● **WORK REQUEST**
For each line of the data that includes the word "impl", copy the line.

[Dataset items]
.....
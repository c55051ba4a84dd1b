//! Ordered collection of settings registries (controller core first, then
//! plugins in registration order).

use cnc_common::config::ControllerConfig;
use cnc_common::settings::{
    GroupId, SettingDescriptor, SettingGroupDescriptor, SettingId, SettingsRegistry,
    normalize_group,
};
use tracing::{info, warn};

/// Registry chain discovered by iteration.
#[derive(Debug, Clone, Default)]
pub struct RegistryChain {
    registries: Vec<SettingsRegistry>,
}

impl RegistryChain {
    pub fn new() -> Self {
        Self::default()
    }

    /// Chain holding only the controller core registry.
    pub fn with_core(core: SettingsRegistry) -> Self {
        let mut chain = Self::new();
        chain.register(core);
        chain
    }

    /// Append a registry. A registry whose name is already present is
    /// rejected, which keeps the chain free of repeats.
    pub fn register(&mut self, registry: SettingsRegistry) -> bool {
        if self.registries.iter().any(|r| r.name == registry.name) {
            warn!(registry = registry.name, "settings registry already registered");
            return false;
        }
        info!(
            registry = registry.name,
            settings = registry.settings.len(),
            groups = registry.groups.len(),
            "settings registry registered"
        );
        self.registries.push(registry);
        true
    }

    pub fn registries(&self) -> &[SettingsRegistry] {
        &self.registries
    }

    /// The controller core registry, if any.
    pub fn core(&self) -> Option<&SettingsRegistry> {
        self.registries.first()
    }

    pub fn len(&self) -> usize {
        self.registries.len()
    }

    pub fn is_empty(&self) -> bool {
        self.registries.is_empty()
    }

    pub fn settings(&self) -> impl Iterator<Item = &'static SettingDescriptor> + '_ {
        self.registries.iter().flat_map(|r| r.settings.iter())
    }

    pub fn groups(&self) -> impl Iterator<Item = &'static SettingGroupDescriptor> + '_ {
        self.registries.iter().flat_map(|r| r.groups.iter())
    }

    /// Total descriptor count across the chain.
    pub fn setting_count(&self) -> usize {
        self.registries.iter().map(|r| r.settings.len()).sum()
    }

    pub fn group_count(&self) -> usize {
        self.registries.iter().map(|r| r.groups.len()).sum()
    }

    /// Find the descriptor covering `id` and the axis offset of `id` in it.
    pub fn find_setting(
        &self,
        id: SettingId,
        config: &ControllerConfig,
    ) -> Option<(&'static SettingDescriptor, u8)> {
        self.settings()
            .filter(|s| s.available(config))
            .find_map(|s| s.offset_of(id, config.axis_count).map(|offset| (s, offset)))
    }

    pub fn find_group(&self, id: GroupId) -> Option<&'static SettingGroupDescriptor> {
        self.groups().find(|g| g.id == id)
    }

    /// Case-insensitive lookup of a group by name.
    pub fn find_group_by_name(&self, name: &str) -> Option<&'static SettingGroupDescriptor> {
        self.groups().find(|g| g.name.eq_ignore_ascii_case(name))
    }

    /// A group is available when it holds an available setting, or when
    /// one of its descendants does.
    pub fn group_available(&self, id: GroupId, config: &ControllerConfig) -> bool {
        let mut pending = vec![id];
        let mut visited: Vec<GroupId> = Vec::new();

        while let Some(group) = pending.pop() {
            if visited.contains(&group) {
                continue;
            }
            visited.push(group);

            if self.group_has_setting(group, config) {
                return true;
            }
            pending.extend(
                self.groups()
                    .filter(|g| g.parent == group && g.id != group)
                    .map(|g| g.id),
            );
        }
        false
    }

    fn group_has_setting(&self, group: GroupId, config: &ControllerConfig) -> bool {
        let (normalized, offset) = normalize_group(group);
        self.settings().any(|s| {
            s.group == normalized
                && offset < s.instances(config.axis_count)
                && s.available(config)
        })
    }
}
.....
● **SOLUTION FOR THIS EXERCISE**
impl RegistryChain {
    pub fn settings(&self) -> impl Iterator<Item = &'static SettingDescriptor> + '_ {
    pub fn groups(&self) -> impl Iterator<Item = &'static SettingGroupDescriptor> + '_ {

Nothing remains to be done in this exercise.